概述

THE_TIME_MASHEEN

> Step in. Go back. Scrape the dead. Automate the living.

Three-layer web intelligence stack. Pick the right layer — or combine all three.

Layer	Tool	Job
-------	------	-----
Live	Scrapling	Extract content from any live URL
Historical	Wayback Machine CDX API	Travel back in time to any archived snapshot
Interactive	playwright-cli	Drive a real browser — login, click, scroll, fill forms

Decision Tree

Need web data?
│
├─ Historical / "what did it look like before"?
│    └─ Wayback CDX API → scrape snapshot via Scrapling or web_fetch
│
├─ Need to click / log in / fill forms first?
│    └─ playwright-cli → authenticate → hand off to Scrapling
│
└─ Just current content?
     ├─ Static / simple       → scrapling get
     ├─ JS-heavy / React      → scrapling fetch --network-idle
     └─ Heavily protected sites → scrapling stealthy-fetch --solve-cloudflare

Layer 1 — Live Scraping (Scrapling)

Escalation path (always start at the top)

# 1. Static sites, blogs, docs
scrapling extract get "https://example.com" output.md

# 2. JS-heavy / React / Next.js / dynamic content
scrapling extract fetch "https://example.com" output.md --network-idle --wait 3000

# 3. Cloudflare / rendering-protected
scrapling extract stealthy-fetch "https://example.com" output.md --solve-cloudflare

Extract specific sections (saves tokens)

scrapling extract fetch "https://example.com" output.md --css-selector "main article"
scrapling extract get "https://example.com" output.md --css-selector ".pricing-table"

Rules:

Always clean up temp files after reading
Use .md output for readable text, .html only for structure parsing
Use --css-selector to avoid giant HTML blobs

See references/scrapling.md for full CLI flags, spider framework, and Python API.

Layer 2 — Time Travel (Wayback Machine)

Find all snapshots of a URL

curl -s "https://web.archive.org/cdx/search/cdx?url=example.com&output=json&fl=timestamp,statuscode&filter=statuscode:200&limit=20"

One snapshot per year (change tracking)

curl -s "https://web.archive.org/cdx/search/cdx?url=example.com&output=json&collapse=timestamp:4&fl=timestamp,statuscode&filter=statuscode:200"

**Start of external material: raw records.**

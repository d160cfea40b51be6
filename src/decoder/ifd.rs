//! Function for reading TIFF tags

use std::collections::HashMap;
use std::convert::TryFrom;
use std::io::{self, Read, Seek};
use std::mem;

use super::stream::{ByteOrder, EndianReader, SmartReader};
use tags::{Tag, Type};
use {TiffError, TiffFormatError, TiffResult, TiffUnsupportedError};

use self::Value::{Ascii, List, Rational, Unsigned, Signed, SRational};


#[allow(unused_qualifications)]
#[derive(Debug, Clone, PartialEq, Eq, Hash)]
pub enum Value {
    Signed(i32),
    Unsigned(u32),
    List(Vec<Value>),
    Rational(u32, u32),
    SRational(i32, i32),
    Ascii(String),
    #[doc(hidden)] // Do not match against this.
    __NonExhaustive,
}

impl Value {
    pub fn into_u32(self) -> TiffResult<u32> {
        match self {
            Unsigned(val) => Ok(val),
            val => Err(TiffError::FormatError(
                TiffFormatError::UnsignedIntegerExpected(val),
            )),
        }
    }

    pub fn into_i32(self) -> TiffResult<i32> {
        match self {
            Signed(val) => Ok(val),
            val => Err(TiffError::FormatError(
                TiffFormatError::SignedIntegerExpected(val),
            )),
        }
    }

    pub fn into_u32_vec(self) -> TiffResult<Vec<u32>> {
        match self {
            List(vec) => {
                let mut new_vec = Vec::with_capacity(vec.len());
                for v in vec {
                    new_vec.push(v.into_u32()?)
                }
                Ok(new_vec)
            }
            Unsigned(val) => Ok(vec![val]),
            Rational(numerator, denominator) => Ok(vec![numerator, denominator]),
            Ascii(val) => Ok(val.chars().map(u32::from).collect()),
            val => Err(TiffError::FormatError(
                TiffFormatError::UnsignedIntegerExpected(val),
            )),
        }
    }

    pub fn into_i32_vec(self) -> TiffResult<Vec<i32>> {
        match self {
            List(vec) => {
                let mut new_vec = Vec::with_capacity(vec.len());
                for v in vec {
                    match v {
                        SRational(numerator, denominator) => {
                            new_vec.push(numerator);
                            new_vec.push(denominator);
                        }
                        _ => new_vec.push(v.into_i32()?)
                    }
                }
                Ok(new_vec)
            }
            Signed(val) => Ok(vec![val]),
            SRational(numerator, denominator) => Ok(vec![numerator, denominator]),
            val => Err(TiffError::FormatError(
                TiffFormatError::SignedIntegerExpected(val),
            )),
        }
    }
}

#[derive(Clone)]
pub struct Entry {
    type_: Type,
    count: u32,
    offset: [u8; 4],
}

impl ::std::fmt::Debug for Entry {
    fn fmt(&self, fmt: &mut ::std::fmt::Formatter) -> Result<(), ::std::fmt::Error> {
        fmt.write_str(&format!(
            "Entry {{ type_: {:?}, count: {:?}, offset: {:?} }}",
            self.type_, self.count, &self.offset
        ))
    }
}

impl Entry {
    pub fn new(type_: Type, count: u32, offset: [u8; 4]) -> Entry {
        Entry {
            type_,
            count,
            offset,
        }
    }

    /// Returns a mem_reader for the offset/value field
    fn r(&self, byte_order: ByteOrder) -> SmartReader<io::Cursor<Vec<u8>>> {
        SmartReader::wrap(io::Cursor::new(self.offset.to_vec()), byte_order)
    }

    pub fn val<R: Read + Seek>(
        &self,
        limits: &super::Limits,
        decoder: &mut super::Decoder<R>,
    ) -> TiffResult<Value> {
        let bo = decoder.byte_order();
        match (self.type_, self.count) {
            // TODO check if this could give wrong results
            // at a different endianess of file/computer.
            (Type::BYTE, 1) => Ok(Unsigned(u32::from(self.offset[0]))),
            (Type::BYTE, 2) => offset_to_bytes(2, self),
            (Type::BYTE, 3) => offset_to_bytes(3, self),
            (Type::BYTE, 4) => offset_to_bytes(4, self),
            (Type::BYTE, n) => self.decode_offset(n, bo, limits, decoder, |decoder| {
                Ok(Unsigned(u32::from(decoder.read_byte()?)))
            }),
            (Type::SBYTE, 1) => Ok(Signed(i32::from(self.offset[0] as i8))),
            (Type::SBYTE, 2) => offset_to_sbytes(2, self),
            (Type::SBYTE, 3) => offset_to_sbytes(3, self),
            (Type::SBYTE, 4) => offset_to_sbytes(4, self),
            (Type::SBYTE, n) => self.decode_offset(n, bo, limits, decoder, |decoder| {
                Ok(Signed(i32::from(decoder.read_byte()? as i8)))
            }),
            (Type::SHORT, 1) => Ok(Unsigned(u32::from(self.r(bo).read_u16()?))),
            (Type::SSHORT, 1) => Ok(Signed(i32::from(self.r(bo).read_i16()?))),
            (Type::SHORT, 2) => {
                let mut r = self.r(bo);
                Ok(List(vec![
                    Unsigned(u32::from(r.read_u16()?)),
                    Unsigned(u32::from(r.read_u16()?)),
                ]))
            }
            (Type::SSHORT, 2) => {
                let mut r = self.r(bo);
                Ok(List(vec![
                    Signed(i32::from(r.read_i16()?)),
                    Signed(i32::from(r.read_i16()?)),
                ]))
            }
            (Type::SHORT, n) => self.decode_offset(n, bo, limits, decoder, |decoder| {
                Ok(Unsigned(u32::from(decoder.read_short()?)))
            }),
            (Type::SSHORT, n) => self.decode_offset(n, bo, limits, decoder, |decoder| {
                Ok(Signed(i32::from(decoder.read_sshort()?)))
            }),
            (Type::LONG, 1) => Ok(Unsigned(self.r(bo).read_u32()?)),
            (Type::SLONG, 1) => Ok(Signed(self.r(bo).read_i32()?)),
            (Type::LONG, n) => self.decode_offset(n, bo, limits, decoder, |decoder| {
                Ok(Unsigned(decoder.read_long()?))
            }),
            (Type::SLONG, n) => self.decode_offset(n, bo, limits, decoder, |decoder| {
                Ok(Signed(decoder.read_slong()?))
            }),
            (Type::RATIONAL, 1) => {
                decoder.goto_offset(self.r(bo).read_u32()?)?;
                let numerator = decoder.read_long()?;
                let denominator = decoder.read_long()?;
                Ok(Rational(numerator, denominator))
            }
            (Type::SRATIONAL, 1) => {
                decoder.goto_offset(self.r(bo).read_u32()?)?;
                let numerator = decoder.read_slong()?;
                let denominator = decoder.read_slong()?;
                Ok(SRational(numerator, denominator))
            }
            (Type::RATIONAL, n) => self.decode_offset(n, bo, limits, decoder, |decoder| {
                Ok(Rational(
                    decoder.read_long()?,
                    decoder.read_long()?,
                ))
            }),
            (Type::SRATIONAL, n) => self.decode_offset(n, bo, limits, decoder, |decoder| {
                Ok(SRational(
                    decoder.read_slong()?,
                    decoder.read_slong()?,
                ))
            }),
            (Type::ASCII, n) => {
                let n = usize::try_from(n)?;
                if n > limits.decoding_buffer_size {
                    return Err(TiffError::LimitsExceeded);
                }
                decoder.goto_offset(self.r(bo).read_u32()?)?;
                let string = decoder.read_string(n)?;
                Ok(Ascii(string))
            }
            _ => Err(TiffError::UnsupportedError(
                TiffUnsupportedError::UnsupportedDataType,
            )),
        }
    }

    #[inline]
    fn decode_offset<R, F>(&self, value_count: u32, bo: ByteOrder, limits: &super::Limits, decoder: &mut super::Decoder<R>, decode_fn: F) -> TiffResult<Value>
        where
            R: Read + Seek,
            F: Fn(&mut super::Decoder<R>) -> TiffResult<Value>,
    {
        let value_count = usize::try_from(value_count)?;
        if value_count > limits.decoding_buffer_size / mem::size_of::<Value>() {
            return Err(TiffError::LimitsExceeded);
        }

        let mut v = Vec::with_capacity(value_count);
        decoder.goto_offset(self.r(bo).read_u32()?)?;
        for _ in 0..value_count {
            v.push(decode_fn(decoder)?)
        }
        Ok(List(v))
    }
}

/// Extracts a list of BYTE tags stored in an offset
#[inline]
fn offset_to_bytes(n: usize, entry: &Entry) -> TiffResult<Value> {
    Ok(List(
        entry.offset[0..n]
            .iter()
            .map(|&e| Unsigned(u32::from(e)))
            .collect()
    ))
}

/// Extracts a list of SBYTE tags stored in an offset
#[inline]
fn offset_to_sbytes(n: usize, entry: &Entry) -> TiffResult<Value> {
    Ok(List(
        entry.offset[0..n]
            .iter()
            .map(|&e| Signed(i32::from(e as i8)))
            .collect()
    ))
}

/// Type representing an Image File Directory
pub type Directory = HashMap<Tag, Entry>;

Scrape a specific point in time

# Scrapling for clean extraction:
scrapling extract get "https://web.archive.org/web/20230601000000/https://example.com/" archive.md

# Or read via web_fetch:
# web_fetch: https://web.archive.org/web/20230601000000/https://example.com/

Check if a URL has ever been archived

curl -s "https://archive.org/wayback/available?url=example.com" | python3 -m json.tool

See references/wayback.md for full CDX API reference and ia CLI usage.

Layer 3 — Interactive Automation (playwright-cli)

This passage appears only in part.